— Task to complete —
Retype the entries below exactly, but begin at the line containing "pub fn is_empty(&self)" and end at the last line.

-*-

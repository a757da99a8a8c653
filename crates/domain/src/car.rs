use crate::registration_window::validate_storable_date;
use crate::{Manufacturer, Owner};
use chrono::{DateTime, Utc};
use serde::Serialize;

/// A tracked vehicle with its manufacturer and owners expanded.
#[derive(Debug, Clone, PartialEq, Serialize)]
pub struct Car {
    pub id: Option<i64>,
    pub manufacturer: Manufacturer,
    pub price: f64,
    pub first_registration_date: DateTime<Utc>,
    pub owners: Vec<Owner>,
}

impl Car {
    pub fn validate_price(price: f64) -> Result<(), String> {
        if !price.is_finite() {
            return Err(format!("price must be a finite number, got {}", price));
        }
        if price < 0.0 {
            return Err(format!("price cannot be negative, got {}", price));
        }
        Ok(())
    }

    pub fn validate_registration_date(date: DateTime<Utc>) -> Result<(), String> {
        validate_storable_date(date).map_err(|e| format!("first registration date: {}", e))
    }

    pub fn owner_ids(&self) -> Vec<i64> {
        self.owners.iter().filter_map(|o| o.id).collect()
    }
}

/// Insert payload for a car. Relations are referenced by id.
#[derive(Debug, Clone, PartialEq)]
pub struct NewCar {
    pub manufacturer_id: i64,
    pub price: f64,
    pub first_registration_date: DateTime<Utc>,
    pub owner_ids: Vec<i64>,
}

/// Partial update of a car. `None` leaves the field untouched; `owner_ids`
/// replaces the whole ordered owner list when set.
#[derive(Debug, Clone, Default, PartialEq)]
pub struct CarUpdate {
    pub manufacturer_id: Option<i64>,
    pub price: Option<f64>,
    pub first_registration_date: Option<DateTime<Utc>>,
    pub owner_ids: Option<Vec<i64>>,
}

impl CarUpdate {
    pub fn is_empty(&self) -> bool {
        self.manufacturer_id.is_none()
            && self.price.is_none()
            && self.first_registration_date.is_none()
            && self.owner_ids.is_none()
    }
}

-*-

— Exercise result —
    pub fn is_empty(&self) -> bool {
        self.manufacturer_id.is_none()
            && self.price.is_none()
            && self.first_registration_date.is_none()
            && self.owner_ids.is_none()
    }
}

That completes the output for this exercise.